コロナ変異株ついに「ネズミ」も感染した不安 感染する動物種の増加が意味すること
今回の研究結果は、ウイルスがネズミに感染する可能性があることを示しているにすぎないという。捕獲した野生のネズミから新型コロナに感染した個体は今のところ見つかっていないし、ウイルスがヒトからネズミに感染したり、ネズミからヒト、ネズミからネズミに感染したりする能力を持っている様子もない。
「私たちの研究結果によって強まったのは、ウイルスが感染する動物種の範囲を定期的にモニターする必要性だ。新たな変異株が生まれているとなれば、その必要性はなおのこと強まる」と博士。
新型コロナはコウモリから発生し、別の動物が中間宿主となってヒトに感染したと考えられており、科学者はいわゆる「動物の貯蔵庫」にウイルスが再び還流する展開を危惧している。
動物の中で「危険な変異」が加速
新型コロナが別の種に広がると、その動物集団に壊滅的な打撃を与える可能性があるだけではない。

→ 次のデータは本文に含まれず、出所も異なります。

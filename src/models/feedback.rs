// src/models/feedback.rs

use chrono::{DateTime, Utc};
use serde::{Deserialize, Serialize};
use sqlx::FromRow;
use utoipa::{IntoParams, ToSchema};
use validator::Validate;

use super::{not_blank, EntityId};
use crate::common::error::AppError;

// Valores que o front manda quando o filtro está em "todos"
pub const ALL_CATEGORIES: &str = "all-categories";
pub const ALL_STATUS: &str = "all-status";
pub const ALL_COMPANIES: &str = "all-companies";

// A linha crua da tabela feedbacks
#[derive(Debug, Clone, Serialize, Deserialize, FromRow, ToSchema)]
#[serde(rename_all = "camelCase")]
pub struct Feedback {
    #[schema(example = 10)]
    pub id: EntityId,
    #[schema(example = "Pão veio frio")]
    pub title: String,
    #[schema(example = "Comprei às 7h e o pão já estava frio.")]
    pub description: String,
    pub user_id: EntityId,
    pub company_id: EntityId,
    pub category_id: EntityId,
    pub status_id: EntityId,
    pub created_at: DateTime<Utc>,
    pub updated_at: DateTime<Utc>,
}

// Feedback com os dados de exibição de categoria, status, empresa e autor
#[derive(Debug, Clone, Serialize, FromRow, ToSchema)]
#[serde(rename_all = "camelCase")]
pub struct FeedbackDetail {
    pub id: EntityId,
    pub title: String,
    pub description: String,

    pub user_id: EntityId,
    pub user_email: String,

    pub company_id: EntityId,
    pub company_name: String,

    pub category_id: EntityId,
    #[serde(rename = "typeCategory")]
    pub category_name: String,
    #[serde(rename = "colorCategory")]
    pub category_color: String,

    pub status_id: EntityId,
    #[serde(rename = "typeStatus")]
    pub status_name: String,
    #[serde(rename = "colorStatus")]
    pub status_color: String,

    pub created_at: DateTime<Utc>,
    pub updated_at: DateTime<Utc>,
}

#[derive(Debug, Default, Deserialize, Validate, ToSchema)]
#[serde(default, rename_all = "camelCase")]
pub struct CreateFeedbackPayload {
    #[validate(custom(function = "not_blank"))]
    pub title: String,

    #[validate(custom(function = "not_blank"))]
    pub description: String,

    #[validate(required(message = "required"))]
    pub user_id: Option<EntityId>,

    #[validate(required(message = "required"))]
    pub company_id: Option<EntityId>,

    #[validate(required(message = "required"))]
    pub category_id: Option<EntityId>,

    // Sem status, o feedback nasce com o status inicial
    pub status_id: Option<EntityId>,
}

#[derive(Debug, Default, Deserialize, Validate, ToSchema)]
#[serde(default, rename_all = "camelCase")]
pub struct UpdateFeedbackPayload {
    #[validate(custom(function = "not_blank"))]
    pub title: String,

    #[validate(custom(function = "not_blank"))]
    pub description: String,

    #[validate(required(message = "required"))]
    pub category_id: Option<EntityId>,

    #[validate(required(message = "required"))]
    pub status_id: Option<EntityId>,
}

#[derive(Debug, Default, Deserialize, Validate, ToSchema)]
#[serde(default, rename_all = "camelCase")]
pub struct UpdateStatusPayload {
    #[validate(required(message = "required"))]
    #[schema(example = 2)]
    pub status_id: Option<EntityId>,
}

// Query string do GET /feedback. Tudo chega como texto por causa dos sentinelas.
#[derive(Debug, Default, Deserialize, IntoParams)]
#[into_params(parameter_in = Query)]
pub struct FeedbackQuery {
    /// Texto procurado no título ou na descrição (sem diferenciar maiúsculas)
    pub search: Option<String>,
    /// Id da categoria ou `all-categories`
    pub category: Option<String>,
    /// Id do status ou `all-status`
    pub status: Option<String>,
    /// Id da empresa alvo ou `all-companies`
    pub company: Option<String>,
}

/// Filtros já normalizados. `None` significa "não filtrar".
#[derive(Debug, Default, Clone, PartialEq, Eq)]
pub struct FeedbackFilter {
    pub search: Option<String>,
    pub category_id: Option<EntityId>,
    pub status_id: Option<EntityId>,
    pub company_id: Option<EntityId>,
}

impl FeedbackFilter {
    pub fn from_query(query: FeedbackQuery) -> Result<Self, AppError> {
        let search = query
            .search
            .map(|s| s.trim().to_string())
            .filter(|s| !s.is_empty());

        Ok(Self {
            search,
            category_id: parse_id_filter(query.category, ALL_CATEGORIES, "category")?,
            status_id: parse_id_filter(query.status, ALL_STATUS, "status")?,
            company_id: parse_id_filter(query.company, ALL_COMPANIES, "company")?,
        })
    }
}

fn parse_id_filter(
    raw: Option<String>,
    all_sentinel: &str,
    field: &'static str,
) -> Result<Option<EntityId>, AppError> {
    match raw.as_deref().map(str::trim) {
        None | Some("") => Ok(None),
        Some(value) if value == all_sentinel => Ok(None),
        Some(value) => value
            .parse::<EntityId>()
            .map(Some)
            .map_err(|_| AppError::InvalidFilter(field)),
    }
}

#[cfg(test)]
mod tests {
    use super::*;

    fn query(search: &str, category: &str, status: &str, company: &str) -> FeedbackQuery {
        let opt = |v: &str| (!v.is_empty()).then(|| v.to_string());
        FeedbackQuery {
            search: opt(search),
            category: opt(category),
            status: opt(status),
            company: opt(company),
        }
    }

    #[test]
    fn sentinels_disable_every_filter() {
        let filter =
            FeedbackFilter::from_query(query("", ALL_CATEGORIES, ALL_STATUS, ALL_COMPANIES)).unwrap();

        assert_eq!(filter, FeedbackFilter::default());
    }

    #[test]
    fn absent_values_disable_filters() {
        let filter = FeedbackFilter::from_query(FeedbackQuery::default()).unwrap();

        assert_eq!(filter, FeedbackFilter::default());
    }

    #[test]
    fn numeric_values_become_exact_filters() {
        let filter = FeedbackFilter::from_query(query("abc", "3", "2", "9")).unwrap();

        assert_eq!(filter.search.as_deref(), Some("abc"));
        assert_eq!(filter.category_id, Some(3));
        assert_eq!(filter.status_id, Some(2));
        assert_eq!(filter.company_id, Some(9));
    }

    #[test]
    fn blank_search_is_ignored() {
        let filter = FeedbackFilter::from_query(query("   ", "", "", "")).unwrap();

        assert!(filter.search.is_none());
    }

    #[test]
    fn sentinel_of_another_filter_is_rejected() {
        let err = FeedbackFilter::from_query(query("", ALL_STATUS, "", "")).unwrap_err();

        assert!(matches!(err, AppError::InvalidFilter("category")));
    }

    #[test]
    fn garbage_id_is_rejected() {
        let err = FeedbackFilter::from_query(query("", "", "", "acme")).unwrap_err();

        assert!(matches!(err, AppError::InvalidFilter("company")));
    }
}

危険な変異を遂げて、現在のワクチンでは対応できない変異株がヒトに再感染する恐れがある。
ヒトから新型コロナに感染し、そのウイルスをヒトに感染させる可能性のあることがわかっている動物は、これまでのところミンクだけだ。昨年11月上旬、デンマーク政府はミンクに感染した新型コロナが危険な変異を遂げるのを防ぐため、毛皮採取用に飼育されていたミンク1700万匹の殺処分を命じた。
最近の研究では、ペットのネコとイヌに感染した変異株「B.1.1.7」が、ヒトの感染者と似た心臓障害を引き起こす可能性のあることがわかっている。
新型コロナが感染に成功するには、動物の細胞表面にあるタンパク質と結合して細胞の中に入り込み、細胞のメカニズムを利用して自らを複製しなければならない。感染を阻止しようとする免疫系の初期攻撃をかわす必要もある。